Sunday, August 09, 2020

Journal of a Plague Year, Saturday, August 8

I came across a pamphlet from Alpena, Michigan, that said more than 1,000 cases of small pox had been reported in an 1873 epidemic. The census for 1880, showed 6,153 lived in the city and 8,789 in the county.

Alpena then was a new logging town on the eastern side of Michigan’s lower peninsula. The 52 who died represented .8% of the 1880 population. The totals for the county may have been higher, simply because people were isolated, much like they are in Rio Arriba county.

Small pox differs from our current Coronavirus pandemic because it is highly visible. No one needed a special test to know they were among the 16% who had been infected.

Unfortunately, we have made our problem less visible. Because of the national increase in cases, the commercial testing systems have broken down. On July 26, our governor decreed only those with obvious symptoms could be tested.
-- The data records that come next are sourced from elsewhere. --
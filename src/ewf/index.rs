//! Sorted table index: an ordered sequence of
//! `(first_chunk_id, table_meta, entries)` tuples supporting "find the
//! largest entry whose key <= q". Appended in order during open, so a
//! binary search over the already-sorted keys serves lookups.

use crate::ewf::records::TableHeaderMeta;

/// Everything the reader needs to resolve chunks within one `table` section.
pub struct TableRecord {
    /// Chunk id of the first chunk this table covers.
    pub first_chunk_id: usize,
    /// Decoded table header (`base_offset`, checksum, etc).
    pub meta: TableHeaderMeta,
    /// Raw 32-bit entries, with a synthetic sentinel appended so that
    /// `next - current` sizes even the table's last chunk (the
    /// "sentinel entry" trick).
    pub entries: Vec<u32>,
}

#[derive(Default)]
pub struct TableIndex {
    tables: Vec<TableRecord>,
}

impl TableIndex {
    pub fn new() -> Self {
        Self { tables: Vec::new() }
    }

    /// Registers a table. Callers must append in increasing
    /// `first_chunk_id` order, which open-time traversal naturally does.
    pub fn push(&mut self, table: TableRecord) {
        debug_assert!(
            self.tables
                .last()
                .map(|t| t.first_chunk_id < table.first_chunk_id)
                .unwrap_or(true),
            "tables must be registered in increasing first_chunk_id order"
        );
        self.tables.push(table);
    }

    /// Returns the table with the largest `first_chunk_id <= chunk_id`, or
    /// `None` if `chunk_id` precedes every registered table.
    pub fn find_le(&self, chunk_id: usize) -> Option<&TableRecord> {
        match self
            .tables
            .binary_search_by_key(&chunk_id, |t| t.first_chunk_id)
        {
            Ok(idx) => Some(&self.tables[idx]),
            Err(0) => None,
            Err(idx) => Some(&self.tables[idx - 1]),
        }
    }

    pub fn is_empty(&self) -> bool {
        self.tables.is_empty()
    }

    pub fn len(&self) -> usize {
        self.tables.len()
    }
}

#[cfg(test)]
mod tests {
    use super::*;
    use crate::ewf::records::TableHeaderMeta;

    fn table(first_chunk_id: usize, entries: Vec<u32>) -> TableRecord {
        TableRecord {
            first_chunk_id,
            meta: TableHeaderMeta {
                base_offset: 0,
                number_of_entries: entries.len() as u64,
                checksum: 0,
            },
            entries,
        }
    }

    #[test]
    fn find_le_picks_largest_key_not_exceeding_query() {
        let mut idx = TableIndex::new();
        idx.push(table(0, vec![0, 1]));
        idx.push(table(2, vec![0, 1, 2]));
        idx.push(table(5, vec![0]));

        assert_eq!(idx.find_le(0).unwrap().first_chunk_id, 0);
        assert_eq!(idx.find_le(1).unwrap().first_chunk_id, 0);
        assert_eq!(idx.find_le(2).unwrap().first_chunk_id, 2);
        assert_eq!(idx.find_le(4).unwrap().first_chunk_id, 2);
        assert_eq!(idx.find_le(5).unwrap().first_chunk_id, 5);
        assert_eq!(idx.find_le(100).unwrap().first_chunk_id, 5);
    }

    #[test]
    fn find_le_below_first_table_is_none() {
        let mut idx = TableIndex::new();
        idx.push(table(3, vec![0]));
        assert!(idx.find_le(0).is_none());
        assert!(idx.find_le(2).is_none());
    }
}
Almost immediately, the number of reported cases dropped, but a grimmer manifestation appeared that could not be denied. The number who died started increasing. The total deaths in Rio Arriba County on July 27 was 3; now it’s 7. Thus, while the number of known active cases in the county has dropped by 70%, the number who died has more than doubled.
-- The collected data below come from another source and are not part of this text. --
#[cfg(test)]
mod tests {
    use super::*;
    use crate::ewf::reader::EwfReader;
    use crate::ewf::records::{decode_table_entry, FileHeaderV1};
    use crate::ewf::storage::MemoryBackingStorage;

    #[test]
    fn progress_sink_is_invoked_on_table_flush() {
        use std::sync::atomic::{AtomicUsize, Ordering};
        use std::sync::Arc;

        struct CountingProgress(Arc<AtomicUsize>);
        impl ReportProgress for CountingProgress {
            fn report(&self, _message: &str) {
                self.0.fetch_add(1, Ordering::SeqCst);
            }
        }

        let calls = Arc::new(AtomicUsize::new(0));
        let storage = MemoryBackingStorage::new();
        let config = EwfWriterConfig {
            progress: Some(Box::new(CountingProgress(calls.clone()))),
            ..EwfWriterConfig::default()
        };
        let mut writer = EwfWriter::open_with_config(&storage, config).unwrap();
        writer.write(&vec![0u8; DEFAULT_CHUNK_SIZE]).unwrap();
        writer.close().unwrap();

        // One flush at close, reporting progress exactly once.
        assert_eq!(calls.load(Ordering::SeqCst), 1);

        // NoopProgress and LoggingProgress are the two stock sinks offered
        // alongside a custom one; both must actually be usable as a
        // `ReportProgress` trait object without a custom impl.
        let storage = MemoryBackingStorage::new();
        let config = EwfWriterConfig {
            progress: Some(Box::new(NoopProgress)),
            ..EwfWriterConfig::default()
        };
        let mut writer = EwfWriter::open_with_config(&storage, config).unwrap();
        writer.write(b"quiet").unwrap();
        writer.close().unwrap();

        let storage = MemoryBackingStorage::new();
        let config = EwfWriterConfig {
            progress: Some(Box::new(LoggingProgress)),
            ..EwfWriterConfig::default()
        };
        let mut writer = EwfWriter::open_with_config(&storage, config).unwrap();
        writer.write(b"logged").unwrap();
        writer.close().unwrap();
    }

    #[test]
    fn writer_emits_valid_file_header() {
        let storage = MemoryBackingStorage::new();
        {
            let mut writer = EwfWriter::open(&storage).unwrap();
            writer.close().unwrap();
        }
        let snapshot = storage.snapshot();
        let header = FileHeaderV1::decode(&snapshot[0..FILE_HEADER_V1_SIZE]).unwrap();
        assert_eq!(header.segment_number, 1);
    }

    #[test]
    fn incompressible_chunk_is_stored_raw() {
        use rand::RngCore;

        let chunk_size = DEFAULT_CHUNK_SIZE;
        let mut data = vec![0u8; chunk_size];
        rand::thread_rng().fill_bytes(&mut data);

        let storage = MemoryBackingStorage::new();
        {
            let mut writer = EwfWriter::open(&storage).unwrap();
            writer.write(&data).unwrap();
            writer.close().unwrap();
        }

        let reader = EwfReader::open(storage).unwrap();
        assert_eq!(reader.chunk_size(), chunk_size);
    }

    #[test]
    fn compressible_chunks_set_compressed_flag() {
        let chunk_size = DEFAULT_CHUNK_SIZE;
        let data = vec![0u8; chunk_size * 2];

        let storage = MemoryBackingStorage::new();
        let mut writer = EwfWriter::open(&storage).unwrap();
        writer.write(&data).unwrap();
        // Inspect the in-progress table before close() rewrites state.
        assert_eq!(writer.table.len(), 2);
        for entry in &writer.table {
            let (_, compressed) = decode_table_entry(*entry);
            assert!(compressed);
        }
        writer.close().unwrap();
    }

    #[test]
    fn table_rolls_over_past_entry_cap() {
        let storage = MemoryBackingStorage::new();
        let config = EwfWriterConfig {
            table_entry_cap: 2,
            ..EwfWriterConfig::default()
        };
        let mut writer = EwfWriter::open_with_config(&storage, config).unwrap();
        let chunk = vec![0xABu8; DEFAULT_CHUNK_SIZE];
        for _ in 0..5 {
            writer.write(&chunk).unwrap();
        }
        writer.close().unwrap();

        assert!(writer.table_count() >= 2);

        let mut reader = EwfReader::open(storage).unwrap();
        let last_chunk_offset = (4 * DEFAULT_CHUNK_SIZE) as u64;
        let got = reader.read(last_chunk_offset, DEFAULT_CHUNK_SIZE).unwrap();
        assert_eq!(got, chunk);
    }

    #[test]
    fn close_is_idempotent() {
        let storage = MemoryBackingStorage::new();
        let mut writer = EwfWriter::open(&storage).unwrap();
        writer.write(b"short").unwrap();
        writer.close().unwrap();
        let after_first = storage.snapshot();
        writer.close().unwrap();
        assert_eq!(storage.snapshot(), after_first);
    }

    #[test]
    fn rejects_chunk_size_not_multiple_of_sector_size() {
        let storage = MemoryBackingStorage::new();
        let config = EwfWriterConfig {
            chunk_size: 1000,
            ..EwfWriterConfig::default()
        };
        let err = EwfWriter::open_with_config(&storage, config).unwrap_err();
        assert!(matches!(err, EwfError::InvalidChunkSize(1000)));
    }

    #[test]
    fn rejects_table_entry_cap_exceeding_31_bit_offset_budget() {
        let storage = MemoryBackingStorage::new();
        let config = EwfWriterConfig {
            chunk_size: DEFAULT_CHUNK_SIZE,
            table_entry_cap: (u32::MAX as usize / DEFAULT_CHUNK_SIZE) + 1,
            ..EwfWriterConfig::default()
        };
        let err = EwfWriter::open_with_config(&storage, config).unwrap_err();
        assert!(matches!(err, EwfError::InvalidTableEntryCap { .. }));
    }

    #[test]
    fn default_table_entry_cap_stays_within_offset_budget() {
        let storage = MemoryBackingStorage::new();
        EwfWriter::open_with_config(&storage, EwfWriterConfig::default()).unwrap();
    }
}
When I was in town Friday, I saw a headline that said the governor was thinking about letting more businesses open because the number of reported cases had dropped.

Anyone who’s been around LANL, or any other institution that has implemented metrics as an impersonal way to evaluate projects and individuals, knows managers try to game the metrics rather than solve their problems.

Without anyone taking a deliberate action, that’s what’s happened here. Something failed, and the metrics showed progress. That illusionary progress now is being used to justify advancing to the next stage.

Alpena knew when it’s epidemic had passed. We are in the dark.

 Sources:
Alpena Dates of Events 1862–1902. Alpena, Michigan: Argus, 1915.
Wikipedia. "2020 Coronavirus Pandemic in New Mexico." Updated daily.